I think this means that when training a cat detector it's better to have more bobcats and lynx and fewer dogs.
Grokking is fascinating! It seems tied to how neural networks hit critical points in generalization. Could this concept also enhance efficiency in models dealing with non-linearly separable data?
Grokking is so cool. What does it even mean that grokking exhibits similarities to criticality? As in, what are the philosophical ramifications of this?
Wow, fascinating stuff and "grokking" is news to me. Thanks for sharing! In typical HN fashion, I'd like to come in as an amateur and nitpick the terminology/philosophy choices of this nascent-yet-burgeoning subfield:
We begin by examining the optimal generalizing solution, that indicates the network has properly learned the task... the network should put all points in Rd on the same side of the separating hyperplane, or in other words, push the decision boundary to infinity... Overfitting occurs when the hyperplane is only far enough from the data to correctly classify all the training samples.

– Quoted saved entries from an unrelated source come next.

use std::{
    hash::{DefaultHasher, Hasher},
    u128,
};

use lazy_static::lazy_static;

use crate::prelude::*;

const HEIGHTS: usize = piece::consts::HEIGHT_RANGE as usize;
const HEXES: usize = hex::consts::SIZE as usize;
const PIECES: usize = piece::consts::COUNT as usize;

/// We need a bitstring for each piece on each hex at each height.
const NUM_BITSTRINGS: usize = HEIGHTS * HEXES * PIECES;
const BITSTRING_MASK: u128 = u16::MAX as u128;

const OFFSET_LAST: usize = 0x40;
const OFFSET_LAST_VALID: usize = 0x61;

const OFFSET_STUN: usize = 0x50;
const OFFSET_STUN_VALID: usize = 0x62;

const OFFSET_PLAYER: usize = 0x60;
const EXTENT_PLAYER: u128 = 0x1;

const EXTENT_HEX: usize = u16::MAX as usize;
const EXTENT_OPT: usize = 1;

lazy_static! {
    /// A *BIG* table of bitstrings used by the Zobrist calculations.
    ///
    /// Instantiating this table takes around the order of 2MB, but only once.
    static ref BITSTRINGS: Box<[u64; NUM_BITSTRINGS]> =
    {
        let mut table = Box::new([0u64; NUM_BITSTRINGS]);
        let mut hasher = DefaultHasher::new();

        for i in 0 .. table.len()
        {
            hasher.write_u64(i as u64);
            table[i] = hasher.finish();
        }
        table
    };
}

#[derive(Clone, Copy, Debug, Default)]
/// An implementor for zobrist hashes.
pub struct ZobristTable
{
    /// The hash being operated on.
    current: ZobristHash,
}

impl ZobristTable
{
    /// Gets the hash associated with the current state.
    pub fn get(&self) -> ZobristHash
    {
        self.current
    }

    /// Hashes a piece into or out of a particular hex. The operation is symmetric.
    pub fn hash(&mut self, piece: &Piece, at: Hex, height: u8) -> &mut Self
    {
        let location = HEIGHTS * at as usize + height as usize;
        let index: usize = PIECES * location + piece.index() as usize;

        let bitstring: u64 = BITSTRINGS[index];
        self.current ^= bitstring as u128 & BITSTRING_MASK;
        self
    }

    /// Sets the last destination to the given hex to track pillbug immunity.
    pub fn last(&mut self, to: Option<Hex>) -> &mut Self
    {
        self.current &= (!(EXTENT_HEX as u128)).rotate_left(OFFSET_LAST as u32);
        self.current |= (to.unwrap_or(0) as u128) << OFFSET_LAST;

        self.current &= (!(EXTENT_OPT as u128)).rotate_left(OFFSET_LAST_VALID as u32);
        self.current |= (to.is_some() as u128) << OFFSET_LAST_VALID;

        self
    }

    #[allow(clippy::should_implement_trait)]
    /// Advances to the next player to move.
    pub fn next(&mut self) -> &mut Self
    {
        let prev = to_move(self.current);
        self.player(prev.flip())
    }

    /// Declares the player to move.
    pub fn player(&mut self, player: Player) -> &mut Self
    {
        self.current |= (player as u128) << OFFSET_PLAYER;
        self
    }

    /// Reverses to the previous player to move.
    pub fn prev(&mut self) -> &mut Self
    {
        self.next()
    }

    /// Sets the stun destination to track the hex last touched by the Pillbug.
    pub fn stun(&mut self, to: Option<Hex>) -> &mut Self
    {
        self.current &= (!(EXTENT_HEX as u128)).rotate_left(OFFSET_STUN as u32);
        self.current |= (to.unwrap_or(0) as u128) << OFFSET_STUN;

        self.current &= (!(EXTENT_OPT as u128)).rotate_left(OFFSET_STUN_VALID as u32);
        self.current |= (to.is_some() as u128) << OFFSET_STUN_VALID;

        self
    }
}

/// A densely-packed zobrist hash.
///
/// Bits:
///
/// 00 - 3F: 64-bit tokenfield hash (representing 8192 tokens)
///
/// 40 - 4F: last destination hex (for pillbug immunity)
///
/// 50 - 50: player to move
pub type ZobristHash = u128;

/// Determines which player needs to move.
pub fn to_move(hash: ZobristHash) -> Player
{
    let bits = ((hash >> OFFSET_PLAYER) & EXTENT_PLAYER) as u8;
    unsafe { std::mem::transmute(bits) }
}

This is such a dumb idea on first glance, I'm so impressed that they pushed past that and used it for serious insights. It truly is a kind of atomic/fundamental/formalized/simplified way to explore overfitting on its own.Ultimately their thesis, as I understand it from the top of page 5, is roughly these two steps (with some slight rewording):
[I.] We call a training set separable if there exists a vector [that divides the data, like a 2D vector from the origin dividing two sets of 2D points]... The training set is almost surely separable [when there's twice as many dimensions as there are points, and almost surely inseparable otherwise]...

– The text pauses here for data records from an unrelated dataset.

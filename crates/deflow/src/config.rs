//! Decider configuration.

/// Workflow-wide settings of the decider.
///
/// # Example
///
/// ```
/// use deflow::DeciderConfig;
///
/// let config = DeciderConfig {
///     completion_result: "all branches done".into(),
///     ..Default::default()
/// };
/// assert!(config.log_decisions);
/// ```
#[derive(Debug, Clone, PartialEq, Eq)]
pub struct DeciderConfig {
    /// Result of the completion proposed once the graph runs out of items.
    ///
    /// Default: `"Workflow is completed."`.
    pub completion_result: String,

    /// Result used when a workflow without startup items is started.
    ///
    /// Default: `"Workflow is completed because no schedulable item was found."`.
    pub empty_workflow_result: String,

    /// Emit one `debug` line per decision of every cycle.
    ///
    /// Default: `true`.
    pub log_decisions: bool,
}

impl Default for DeciderConfig {
    fn default() -> Self {
        Self {
            completion_result: "Workflow is completed.".into(),
            empty_workflow_result: "Workflow is completed because no schedulable item was found."
                .into(),
            log_decisions: true,
        }
    }
}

Again, dumb observation that's obvious in hindsight, which makes it all the more impressive that they found a use for it. This is how paradigm shifts happen! An alternate title for the paper could've been "A Vector Is All You Need (to understand grokking)". Ok but assuming I understood the setup right, here's the actual finding: [II.] [Given infinite training time,] the model will always overfit for separable training sets[, and] for inseparable training sets the model will always generalize perfectly. However, when the training set is on the verge of separability... dynamics may take arbitrarily long times to reach the generalizing solution [rather than overfitting].

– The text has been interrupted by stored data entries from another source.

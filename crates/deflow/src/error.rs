//! Error types for deflow.

use thiserror::Error;

use crate::identity::Identity;

/// A `Result` alias with [`enum@Error`] as the error type.
pub type Result<T> = std::result::Result<T, Error>;

/// Errors that abort a decision cycle or a workflow definition.
///
/// Business failures (an activity failed, a lambda timed out) are never
/// reported through this type. They are history data and resolve to
/// decisions through the default action of the corresponding event.
#[derive(Debug, Error)]
pub enum Error {
    /// Failed to serialize or deserialize a control blob or wire payload.
    #[error("serialization error: {0}")]
    Serialization(#[from] serde_json::Error),

    /// A configuration argument was empty or otherwise invalid.
    #[error("invalid argument `{argument}`: {message}")]
    InvalidArgument {
        /// Name of the offending argument.
        argument: &'static str,
        /// What is wrong with it.
        message: String,
    },

    /// The same item identity was configured more than once.
    #[error("workflow item {0} is configured more than once")]
    DuplicateItem(Identity),

    /// An item declares a parent that is not part of the workflow.
    #[error("workflow item {item} depends on {parent}, which is not part of the workflow")]
    UnknownParent {
        /// The item declaring the dependency.
        item: Identity,
        /// The missing parent.
        parent: Identity,
    },

    /// The item graph is not a DAG.
    ///
    /// Carries the first item found on the cycle, which is the item itself
    /// for a self-referencing parent.
    #[error("cyclic dependency detected at workflow item {0}")]
    CyclicDependency(Identity),

    /// A jump target lies outside of the jumping item's parent and child branches.
    #[error("cannot jump from {jump_from} to {jump_to}: target is not in the same branch")]
    OutOfBranchJump {
        /// Item the jump originates from.
        jump_from: Identity,
        /// Requested target.
        jump_to: Identity,
    },

    /// An action or lookup referenced an item the workflow does not define.
    #[error("workflow item {0} is not part of the workflow")]
    UnknownItem(Identity),

    /// A terminal event's originating event is missing from the supplied history.
    ///
    /// Signals that the caller supplied the wrong slice of history; it is
    /// never a business failure.
    #[error(
        "incomplete event graph: event {event_id} references {expected} event {reference_id}, which is not in the history"
    )]
    IncompleteEventGraph {
        /// The event being built.
        event_id: i64,
        /// Kind of the referenced event (e.g. `ActivityTaskScheduled`).
        expected: &'static str,
        /// The referenced event id.
        reference_id: i64,
    },

    /// The history has no `WorkflowExecutionStarted` event.
    #[error("incomplete event graph: history has no workflow started event")]
    MissingWorkflowStarted,

    /// The history contains an item event the current workflow definition
    /// does not know about (code/history version mismatch).
    #[error("incompatible workflow: {0}")]
    IncompatibleWorkflow(String),

    /// The operation is not supported for this event or item.
    #[error("not supported: {0}")]
    NotSupported(String),
}

impl Error {
    /// Create an invalid argument error.
    pub fn invalid_argument(argument: &'static str, message: impl Into<String>) -> Self {
        Error::InvalidArgument {
            argument,
            message: message.into(),
        }
    }

    /// Create an incomplete event graph error.
    pub fn incomplete_event_graph(event_id: i64, expected: &'static str, reference_id: i64) -> Self {
        Error::IncompleteEventGraph {
            event_id,
            expected,
            reference_id,
        }
    }

    /// Returns `true` for errors raised while defining a workflow.
    pub fn is_configuration(&self) -> bool {
        matches!(
            self,
            Error::InvalidArgument { .. }
                | Error::DuplicateItem(_)
                | Error::UnknownParent { .. }
                | Error::CyclicDependency(_)
                | Error::OutOfBranchJump { .. }
                | Error::UnknownItem(_)
        )
    }
}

**This is the underlying mechanism of grokking in this setting**.
Or, in other words from Appendix B: grokking occurs near critical points in which solutions exchange stability and dynamics are generically slow
Assuming I understood that all correctly, this finally brings me to my philosophical critique of "grokking", which ends up being a complement to this paper: grokking is just a modal transition in algorithmic structure, which is exactly why it's seemingly related to topics as diverse as physical phase changes and the sudden appearance of large language models. I don't blame the statisticians for not recognizing it, but IMO they're capturing something far more fundamental than a behavioral quirk in some mathematical tool.Non-human animals (and maybe some really smart plants) obviously are capable of "learning" in some human-like way, but it rarely surpasses the basics of Pavlovian conditioning: they delineate quantitative objects in their perceptive field (as do unconscious particles when they mechanically interact with each other), computationally attach qualitative symbols to them based on experience (as do plants), and then calculate relations/groups of that data based on some evolutionarily-tuned algorithms (again, a capability I believe to be unique to animals and weird plants). Humans, on the other hand, not only perform calculations about our immediate environment, but also freely engage in meta-calculations -- this is why our smartest primate relatives are still incapable of posing questions, yet humans pose them naturally from an extremely young age.
Details aside, my point is that different orders of cognition are different not just in some quantitative way, like an increase in linear efficiency, but rather in a qualitative--or, to use the hot lingo, emergent--way. In my non-credentialed opinion, this paper is a beautiful formalization of that phenomenon, even though it necessarily is stuck at the bottom of the stack so-to-speak, describing the switch in cognitive capacity from direct quantification to symbolic qualification.
It's very possible I'm clouded by the need to confirm my priors, but if not, I hope to see this paper see wide use among ML researchers as a clean, simplified exposition of what we're all really trying to do here on a fundamental level. A generalization of generalization, if you will!
Alon, Noam, and Yohai, if you're in here, congrats for devising such a dumb paper that is all the more useful & insightful because of it. I'd love to hear your hot takes on the connections between grokking, cognition, and physics too, if you have any that didn't make the cut!
I feel super confused about this paper.
Apparently their training goal is for the model to ignore all input values and output a constant. Sure.
But then they outline some kind of equation of when grokking will or won't happen, and... I don't get it?
For a goal that simple, won't any neural network with any amount of weight decay eventually converge to a stack of all-zeros matrices (plus a single bias)?
What is this paper even saying, on an empirical level?